Gazette de Liége Installée sur le plateau de Herve, elle vient de s’établir en coopérative.

Prenant racines sur le plateau de Herve, la filière laitière durable et équitable "Marguerite Happy Cow" réunit des agriculteurs et transformateurs qui entendent produire un lait de qualité différenciée pour le transformer en fromages vendus localement. Ses vaches sont nourries à l’herbe, pâturent dans les prés et offrent aux agriculteurs un revenu plus équitable. De quoi faire de Marguerite une vache comblée.

Au début du mois, à l’occasion de la Foire agricole de Battice, cette récente filière était portée sur les fonts baptismaux, annonçant sa mutation en coopérative. L’idée de sa création remonte à la première crise laitière en 2009. "A cette époque, l’agriculture était à un tournant et pour s’en sortir, elle devait devenir plus grosse et intensive avec pour conséquence des vaches qui pâturent de moins en moins. Car au-delà de cent vaches, il est impossible de les faire sortir tous les jours, explique Jean-Marc Cabay, directeur de Herve-Société et administrateur de la coopérative. Cela, nous n’étions pas habitués dans le pays de Herve qui est une région agricole très herbagère", de sorte que "si les vaches ne pâturent plus, on perd ce lien entre le produit et son territoire".

C’est alors qu’en 2010, le directeur de la célèbre fromagerie décide de déposer un projet de recherche - en s’associant avec le centre de recherche agronomique de Gembloux - pour développer une filière durable, qui sera validée par la Région wallonne dans le cadre du plan Marshall 2.Vert. "Nous souhaitions faire un fromage de qualité fabriqué avec du lait spécifique produit par des agriculteurs locaux. On a donc travaillé à mettre au point une alimentation qui soit optimale pour les vaches", à savoir une alimentation à base essentiellement d’herbe, première source en protéines et matière grasse, ajoutée de fourrages et de compléments alimentaires fournis par un meunier (SCAR).

Après quatre ans de recherche, la filière dénommée "Marguerite Happy Cow" est lancée en 2015 avec deux agriculteurs de la région. "Ils ont dû changer de laiterie, revoir leur façon de faire et adapter leur exploitation. Ça n’a pas été simple dès le départ", confie-t-il.

La filière, qui s’est étendue depuis, compte aujourd’hui neuf agriculteurs, un meunier (SCAR) et deux fromageries (Herve-Société et Régal). En tout, 600 vaches permettent de produire près de 4 millions de litres par an qui sont transformés en diverses variétés de fromages locaux, notamment en fromage de Herve AOP. Les produits sont reconnaissables par une étiquette au nom de la filière.

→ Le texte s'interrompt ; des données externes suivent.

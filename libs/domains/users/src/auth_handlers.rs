//! Session endpoints: login, register, current session, logout.

use axum::{
    Json, Router,
    extract::State,
    http::{HeaderMap, HeaderValue, StatusCode, header},
    response::{AppendHeaders, IntoResponse, Response},
    routing::{get, post},
};
use axum_helpers::{
    AppError, AuditEvent, AuditOutcome, OptionalUser, SessionAuth, SessionSubject, ValidatedJson,
    errors::responses::{
        BadRequestResponse, BadRequestValidationResponse, InternalServerErrorResponse,
        NotFoundResponse, UnauthorizedResponse,
    },
};
use serde::Serialize;
use std::sync::Arc;
use utoipa::{OpenApi, ToSchema};

use crate::error::UserError;
use crate::models::{LoginRequest, RegisterUser, User, UserResponse};
use crate::repository::UserRepository;
use crate::service::UserService;

pub const TAG: &str = "auth";

/// State shared by the session endpoints
pub struct AuthState<R: UserRepository> {
    pub service: UserService<R>,
    pub auth: SessionAuth,
}

#[derive(Debug, Serialize, ToSchema)]
pub struct LogoutResponse {
    pub message: String,
}

#[derive(OpenApi)]
#[openapi(
    paths(login, register, session_user, logout),
    components(
        schemas(LoginRequest, RegisterUser, UserResponse, LogoutResponse),
        responses(
            BadRequestResponse,
            BadRequestValidationResponse,
            NotFoundResponse,
            UnauthorizedResponse,
            InternalServerErrorResponse
        )
    ),
    tags(
        (name = TAG, description = "Session endpoints")
    )
)]
pub struct ApiDoc;

/// Create the router for `/login`, `/register`, `/sessionUser` and `/logout`
pub fn router<R: UserRepository + 'static>(service: UserService<R>, auth: SessionAuth) -> Router {
    let state = Arc::new(AuthState { service, auth });

    Router::new()
        .route("/login", post(login))
        .route("/register", post(register))
        .route("/sessionUser", get(session_user))
        .route("/logout", get(logout))
        .with_state(state)
}

/// Sign a session for `user` and build its `Set-Cookie` header
fn session_cookie(auth: &SessionAuth, user: &User) -> Result<HeaderValue, AppError> {
    let name = user.full_name();
    let (token, _claims) = auth.issue(SessionSubject {
        user_id: user.id,
        email: &user.email_address,
        name: &name,
        is_admin: user.is_admin,
    })?;

    HeaderValue::from_str(&auth.session_cookie(&token))
        .map_err(|e| AppError::InternalServerError(format!("Failed to create cookie: {}", e)))
}

/// Log in with email and password
#[utoipa::path(
    post,
    path = "/login",
    tag = TAG,
    request_body = LoginRequest,
    responses(
        (status = 200, description = "Logged in; session cookie set", body = UserResponse),
        (status = 400, response = BadRequestValidationResponse),
        (status = 401, response = UnauthorizedResponse),
        (status = 404, response = NotFoundResponse),
        (status = 500, response = InternalServerErrorResponse)
    )
)]
async fn login<R: UserRepository>(
    State(state): State<Arc<AuthState<R>>>,
    headers: HeaderMap,
    ValidatedJson(input): ValidatedJson<LoginRequest>,
) -> Result<Response, AppError> {
    let user = match state
        .service
        .verify_credentials(&input.email_address, &input.password)
        .await
    {
        Ok(user) => user,
        Err(err @ (UserError::UnknownEmail | UserError::InvalidCredentials)) => {
            AuditEvent::new(None, "auth.login", None, AuditOutcome::Failure)
                .with_headers(&headers)
                .with_details(serde_json::json!({ "reason": err.to_string() }))
                .log();
            return Err(err.into());
        }
        Err(err) => return Err(err.into()),
    };

    let cookie = session_cookie(&state.auth, &user)?;

    AuditEvent::new(
        Some(user.id),
        "auth.login",
        Some(format!("user:{}", user.id)),
        AuditOutcome::Success,
    )
    .with_headers(&headers)
    .log();

    Ok((
        AppendHeaders([(header::SET_COOKIE, cookie)]),
        Json(UserResponse::from(user)),
    )
        .into_response())
}

/// Register a customer account and log it in
#[utoipa::path(
    post,
    path = "/register",
    tag = TAG,
    request_body = RegisterUser,
    responses(
        (status = 201, description = "Registered; session cookie set", body = UserResponse),
        (status = 400, response = BadRequestResponse),
        (status = 500, response = InternalServerErrorResponse)
    )
)]
async fn register<R: UserRepository>(
    State(state): State<Arc<AuthState<R>>>,
    headers: HeaderMap,
    ValidatedJson(input): ValidatedJson<RegisterUser>,
) -> Result<Response, AppError> {
    let user = state.service.register(input).await?;
    let cookie = session_cookie(&state.auth, &user)?;

    AuditEvent::new(
        Some(user.id),
        "auth.register",
        Some(format!("user:{}", user.id)),
        AuditOutcome::Success,
    )
    .with_headers(&headers)
    .log();

    Ok((
        StatusCode::CREATED,
        AppendHeaders([(header::SET_COOKIE, cookie)]),
        Json(UserResponse::from(user)),
    )
        .into_response())
}

/// The logged in user, or `false` without a session
#[utoipa::path(
    get,
    path = "/sessionUser",
    tag = TAG,
    responses(
        (status = 200, description = "Current user or `false`", body = UserResponse),
        (status = 500, response = InternalServerErrorResponse)
    )
)]
async fn session_user<R: UserRepository>(
    State(state): State<Arc<AuthState<R>>>,
    OptionalUser(claims): OptionalUser,
) -> Result<Response, AppError> {
    let user = match claims {
        Some(claims) => state.service.find_user(claims.user_id()).await?,
        None => None,
    };

    Ok(match user {
        Some(user) => Json(UserResponse::from(user)).into_response(),
        None => Json(false).into_response(),
    })
}

/// End the session
#[utoipa::path(
    get,
    path = "/logout",
    tag = TAG,
    responses(
        (status = 200, description = "Session ended; cookie cleared", body = LogoutResponse)
    )
)]
async fn logout<R: UserRepository>(
    State(state): State<Arc<AuthState<R>>>,
    OptionalUser(claims): OptionalUser,
    headers: HeaderMap,
) -> Result<Response, AppError> {
    if let Some(claims) = claims {
        state.auth.revoke(&claims).await;

        AuditEvent::new(
            Some(claims.user_id()),
            "auth.logout",
            Some(format!("user:{}", claims.user_id())),
            AuditOutcome::Success,
        )
        .with_headers(&headers)
        .log();
    }

    let cookie = HeaderValue::from_str(&state.auth.clear_cookie())
        .map_err(|e| AppError::InternalServerError(format!("Failed to create cookie: {}", e)))?;

    Ok((
        AppendHeaders([(header::SET_COOKIE, cookie)]),
        Json(LogoutResponse {
            message: "Logged out".to_string(),
        }),
    )
        .into_response())
}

Une économie collaborative

La filière comprend un cahier des charges garantissant le caractère durable et local des produits. Celui-ci spécifie notamment que les vaches (quatre par hectare) doivent pâturer au minimum 180 jours par an, que leur alimentation est basée à 60 % d’herbe et le reste de fourrage (provenant d’un rayon de 30 km) et de compléments alimentaires garantis sans OGM, sans oublier la garantie d’un prix juste pour les agriculteurs. Les agriculteurs bénéficient entre autres d’une prime variable, dont le montant est majoré en cas de faiblesse des prix du lait. "Nous défendons un modèle d’agriculture familiale où la qualité prime sur la quantité", résume Jean-Marc Cabay.

La jeune coopérative nourrit désormais le projet de produire et commercialiser d’ici un an du lait frais en bouteilles d’un litre. Un projet qui nécessitera d’investir dans des moyens de production et de conditionnement. Pour soutenir et aider la coopérative à se développer, les consommateurs ont la possibilité de souscrire des parts de coopérateurs de 150 euros sur son site : www.margueritehappycow.be.

A noter qu’à l’avenir, la coopérative espère susciter l’envie chez d’autres agriculteurs et transformateurs de rejoindre cette démarche. "Le modèle peut se dupliquer dans d’autres régions herbagères à condition que le cahier des charges soit respecté", souligne le patron de Herve-Société. "Il faut aussi que l’agriculteur soit proche du transformateur pour assurer ce caractère de production local". Dans les mois prochains, de nouveaux agriculteurs du plateau de Herve rejoindront la coopérative qui reçoit déjà plusieurs demandes d’adhésion.